Echoing the sentiments of the development being a much-awaited yet welcome move, Komal Agarwal, the co-founder of homegrown smart wearable brand Pebble, said that by lowering the custom duty rates, the government has given a much-needed push to the domestic manufacturing market, especially in wearable space. “This move will help the industry be self-sufficient and less dependent on imports, which I feel will be the biggest impact. It has certainly given a breather to the electronics industry. It will indeed help to make wearable more affordable. The global electronic products market has surpassed $1 billion and is majorly China dependent. There is an opportunity for us to reduce this dependency and have a larger share in the manufacturing of electronic products globally.”

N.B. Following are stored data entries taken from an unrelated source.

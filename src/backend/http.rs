use crate::backend::types::{
    Datapoint, Dimension, EventsQuery, FilterQuery, MetricDescriptor, RawAlarm, RawInstance,
    RawInstanceStatus, RawLogEvent, RawLogGroup, RawLogStream, RawRegion, StatisticsQuery,
    StreamsQuery,
};
use crate::backend::{Backend, ComputeApi, LogsApi, MetricsApi};
use crate::error::BackendError;
use async_trait::async_trait;
use log::debug;
use reqwest::{Client, RequestBuilder, StatusCode, Url};
use serde::de::DeserializeOwned;
use serde::{Deserialize, Serialize};
use std::time::Duration;

/// Error codes the gateway uses for missing resources
const NOT_FOUND_CODES: &[&str] = &[
    "InvalidInstanceID.NotFound",
    "ResourceNotFoundException",
    "NoSuchEntity",
];

/// Error codes the gateway uses for credential and permission failures
const ACCESS_DENIED_CODES: &[&str] = &[
    "UnauthorizedOperation",
    "AccessDenied",
    "AccessDeniedException",
    "AuthFailure",
    "UnrecognizedClientException",
];

/// Backend that talks to a telemetry gateway over JSON/HTTP
///
/// Every route lives under `{endpoint}/v1/{region}/`, so one `HttpBackend`
/// serves exactly one region. Reads are `GET`s with query parameters; calls
/// carrying structured parameters `POST` the query type as a JSON body.
/// Failures come back as `{"code": ..., "message": ...}` with a non-2xx status.
pub struct HttpBackend {
    client: Client,
    endpoint: Url,
    region: String,
    timeout: Duration,
}

/// Error payload returned by the gateway
#[derive(Debug, Deserialize)]
struct ErrorBody {
    code: String,
    #[serde(default)]
    message: String,
}

#[derive(Debug, Deserialize)]
#[serde(rename_all = "PascalCase")]
struct DescribeInstancesResponse {
    #[serde(default)]
    reservations: Vec<Reservation>,
}

#[derive(Debug, Deserialize)]
#[serde(rename_all = "PascalCase")]
struct Reservation {
    #[serde(default)]
    instances: Vec<RawInstance>,
}

#[derive(Debug, Deserialize)]
#[serde(rename_all = "PascalCase")]
struct InstanceStatusResponse {
    #[serde(default)]
    instance_statuses: Vec<RawInstanceStatus>,
}

#[derive(Debug, Deserialize)]
#[serde(rename_all = "PascalCase")]
struct ConsoleOutputResponse {
    output: Option<String>,
}

#[derive(Debug, Deserialize)]
#[serde(rename_all = "PascalCase")]
struct RegionsResponse {
    #[serde(default)]
    regions: Vec<RawRegion>,
}

#[derive(Debug, Deserialize)]
#[serde(rename_all = "PascalCase")]
struct StatisticsResponse {
    #[serde(default)]
    datapoints: Vec<Datapoint>,
}

#[derive(Debug, Serialize)]
#[serde(rename_all = "PascalCase")]
struct ListMetricsRequest<'a> {
    namespace: &'a str,
    dimensions: [&'a Dimension; 1],
}

#[derive(Debug, Deserialize)]
#[serde(rename_all = "PascalCase")]
struct ListMetricsResponse {
    #[serde(default)]
    metrics: Vec<MetricDescriptor>,
}

#[derive(Debug, Deserialize)]
#[serde(rename_all = "PascalCase")]
struct AlarmsResponse {
    #[serde(default)]
    metric_alarms: Vec<RawAlarm>,
}

#[derive(Debug, Deserialize)]
#[serde(rename_all = "camelCase")]
struct LogGroupsResponse {
    #[serde(default)]
    log_groups: Vec<RawLogGroup>,
}

#[derive(Debug, Deserialize)]
#[serde(rename_all = "camelCase")]
struct LogStreamsResponse {
    #[serde(default)]
    log_streams: Vec<RawLogStream>,
}

#[derive(Debug, Deserialize)]
struct LogEventsResponse {
    #[serde(default)]
    events: Vec<RawLogEvent>,
}

impl HttpBackend {
    /// Create a backend for one region of the gateway at `endpoint`
    ///
    /// # Arguments
    /// * `endpoint` - Gateway base URL (e.g., "http://localhost:4510")
    /// * `region` - Region every request is scoped to
    /// * `timeout` - Upper bound for a single HTTP request
    ///
    /// # Example
    /// ```
    /// use cloudscope::backend::HttpBackend;
    /// use std::time::Duration;
    ///
    /// let backend = HttpBackend::new(
    ///     "http://localhost:4510",
    ///     "us-east-1",
    ///     Duration::from_secs(10),
    /// ).unwrap();
    /// ```
    pub fn new(
        endpoint: &str,
        region: impl Into<String>,
        timeout: Duration,
    ) -> Result<Self, BackendError> {
        let endpoint = Url::parse(endpoint)
            .map_err(|e| BackendError::InvalidEndpoint(format!("{}: {}", endpoint, e)))?;
        if endpoint.cannot_be_a_base() {
            return Err(BackendError::InvalidEndpoint(endpoint.to_string()));
        }

        let client = Client::builder()
            .timeout(timeout)
            .build()
            .map_err(|e| BackendError::InvalidEndpoint(format!("HTTP client: {}", e)))?;

        Ok(Self {
            client,
            endpoint,
            region: region.into(),
            timeout,
        })
    }

    /// Build the URL for a region-scoped route
    fn url(&self, segments: &[&str]) -> Result<Url, BackendError> {
        let mut url = self.endpoint.clone();
        {
            let mut path = url
                .path_segments_mut()
                .map_err(|_| BackendError::InvalidEndpoint(self.endpoint.to_string()))?;
            path.pop_if_empty().push("v1").push(&self.region);
            path.extend(segments);
        }
        Ok(url)
    }

    async fn get<T: DeserializeOwned>(&self, url: Url) -> Result<T, BackendError> {
        debug!("GET {}", url);
        self.execute(self.client.get(url)).await
    }

    async fn post<B: Serialize + ?Sized, T: DeserializeOwned>(
        &self,
        url: Url,
        body: &B,
    ) -> Result<T, BackendError> {
        debug!("POST {}", url);
        self.execute(self.client.post(url).json(body)).await
    }

    async fn execute<T: DeserializeOwned>(&self, request: RequestBuilder) -> Result<T, BackendError> {
        let response = match request.send().await {
            Ok(response) => response,
            Err(e) if e.is_timeout() => return Err(BackendError::Timeout(self.timeout)),
            Err(e) => return Err(e.into()),
        };
        let status = response.status();

        if status.is_success() {
            return response
                .json::<T>()
                .await
                .map_err(|e| BackendError::InvalidResponse(format!("Failed to parse response: {}", e)));
        }

        let text = match response.text().await {
            Ok(text) => text,
            Err(e) => {
                debug!("Failed to read {} error body: {}", status, e);
                String::new()
            }
        };
        let body = serde_json::from_str::<ErrorBody>(&text).ok();
        Err(classify_failure(status, body, &text))
    }
}

/// Map a non-success gateway response onto a backend error category
fn classify_failure(status: StatusCode, body: Option<ErrorBody>, raw: &str) -> BackendError {
    let (code, message) = match body {
        Some(body) => (body.code, body.message),
        None => (
            status.as_u16().to_string(),
            if raw.is_empty() {
                status.canonical_reason().unwrap_or("unknown error").to_string()
            } else {
                raw.to_string()
            },
        ),
    };

    if NOT_FOUND_CODES.contains(&code.as_str()) || code.ends_with(".NotFound") {
        BackendError::NotFound(message)
    } else if ACCESS_DENIED_CODES.contains(&code.as_str())
        || status == StatusCode::UNAUTHORIZED
        || status == StatusCode::FORBIDDEN
    {
        BackendError::AccessDenied(message)
    } else if status == StatusCode::NOT_FOUND {
        BackendError::NotFound(message)
    } else if status.is_server_error() {
        BackendError::Unavailable(format!("{} {}: {}", status.as_u16(), code, message))
    } else {
        BackendError::Api { code, message }
    }
}

#[async_trait]
impl Backend for HttpBackend {
    fn region(&self) -> &str {
        &self.region
    }

    async fn probe(&self) -> Result<(), BackendError> {
        let url = self.url(&["identity"])?;
        let _: serde_json::Value = self.get(url).await?;
        Ok(())
    }
}

#[async_trait]
impl ComputeApi for HttpBackend {
    async fn describe_instances(
        &self,
        instance_ids: &[String],
    ) -> Result<Vec<RawInstance>, BackendError> {
        let mut url = self.url(&["instances"])?;
        if !instance_ids.is_empty() {
            let mut query = url.query_pairs_mut();
            for id in instance_ids {
                query.append_pair("instance_id", id);
            }
        }

        let response: DescribeInstancesResponse = self.get(url).await?;
        Ok(response
            .reservations
            .into_iter()
            .flat_map(|reservation| reservation.instances)
            .collect())
    }

    async fn describe_instance_status(
        &self,
        instance_id: &str,
    ) -> Result<Vec<RawInstanceStatus>, BackendError> {
        let url = self.url(&["instances", instance_id, "status"])?;
        let response: InstanceStatusResponse = self.get(url).await?;
        Ok(response.instance_statuses)
    }

    async fn get_console_output(&self, instance_id: &str) -> Result<Option<String>, BackendError> {
        let url = self.url(&["instances", instance_id, "console"])?;
        let response: ConsoleOutputResponse = self.get(url).await?;
        Ok(response.output)
    }

    async fn describe_regions(&self) -> Result<Vec<RawRegion>, BackendError> {
        let url = self.url(&["regions"])?;
        let response: RegionsResponse = self.get(url).await?;
        Ok(response.regions)
    }
}

#[async_trait]
impl MetricsApi for HttpBackend {
    async fn get_metric_statistics(
        &self,
        query: &StatisticsQuery,
    ) -> Result<Vec<Datapoint>, BackendError> {
        let url = self.url(&["metrics", "statistics"])?;
        let response: StatisticsResponse = self.post(url, query).await?;
        Ok(response.datapoints)
    }

    async fn list_metrics(
        &self,
        namespace: &str,
        dimension: &Dimension,
    ) -> Result<Vec<MetricDescriptor>, BackendError> {
        let url = self.url(&["metrics", "list"])?;
        let request = ListMetricsRequest {
            namespace,
            dimensions: [dimension],
        };
        let response: ListMetricsResponse = self.post(url, &request).await?;
        Ok(response.metrics)
    }

    async fn describe_alarms(&self, name_prefix: &str) -> Result<Vec<RawAlarm>, BackendError> {
        let mut url = self.url(&["alarms"])?;
        url.query_pairs_mut().append_pair("prefix", name_prefix);
        let response: AlarmsResponse = self.get(url).await?;
        Ok(response.metric_alarms)
    }
}

#[async_trait]
impl LogsApi for HttpBackend {
    async fn describe_log_groups(
        &self,
        name_prefix: Option<&str>,
    ) -> Result<Vec<RawLogGroup>, BackendError> {
        let mut url = self.url(&["log-groups"])?;
        if let Some(prefix) = name_prefix {
            url.query_pairs_mut().append_pair("prefix", prefix);
        }
        let response: LogGroupsResponse = self.get(url).await?;
        Ok(response.log_groups)
    }

    async fn describe_log_streams(
        &self,
        query: &StreamsQuery,
    ) -> Result<Vec<RawLogStream>, BackendError> {
        let url = self.url(&["logs", "streams"])?;
        let response: LogStreamsResponse = self.post(url, query).await?;
        Ok(response.log_streams)
    }

    async fn get_log_events(&self, query: &EventsQuery) -> Result<Vec<RawLogEvent>, BackendError> {
        let url = self.url(&["logs", "events"])?;
        let response: LogEventsResponse = self.post(url, query).await?;
        Ok(response.events)
    }

    async fn filter_log_events(
        &self,
        query: &FilterQuery,
    ) -> Result<Vec<RawLogEvent>, BackendError> {
        let url = self.url(&["logs", "filter"])?;
        let response: LogEventsResponse = self.post(url, query).await?;
        Ok(response.events)
    }
}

Archit Agarwal, the co-founder of Indian consumer technology brand Crossbeats, however opined that even as boosting domestic manufacturing would definitely be the right way ahead, owing to the growth of smartwatches and TWS earbuds with active noise cancellation etc, but the key to long-term growth trajectory lies in focusing on innovation and developing products based on research and development. He said, “Nearly two third of the market is currently dominated by homegrown brands. It shows that there is immense scope of scalability in the sector and it would be a fruitful proposition for all stakeholders. If implemented effectively on ground zero, the policy of calibrating customs duty rates for facilitating domestic manufacturing can have major implications in the long run. While the increased manufacturing activities would result in more job opportunities as well as scalability, the pricing would also get positively impacted in the long run. Also, with manufacturing being done within the country, we would have a better control and scope of ensuring innovation. Coupled with thorough R&D, the results can be exceptional,” he added.
Another company that has been a part of the evolving consumer electronics and lifestyle technology space in India for the past three decades, Quantum Hi-Tech feels that huge investment is expected to come into domestic manufacturing of wearable and audio products post the development. Arnav Mutneja, Director at Quantum Hi-Tech, said, “While huge investments will come into domestic manufacturing, the announcement by the Finance Minister would also expedite manufacturing for local consumption. With regard to the impact it’s going to have on the audio sector and on the overall electronics industry, a large portion of products will be made in India and expertise will come in along with a developed ecosystem.”
It is quite apparent that the sector looks at the recent budget announcements in a positive light. The concerns, however, remain on its implementation on the ground and how the opportunity would be availed by the stakeholders.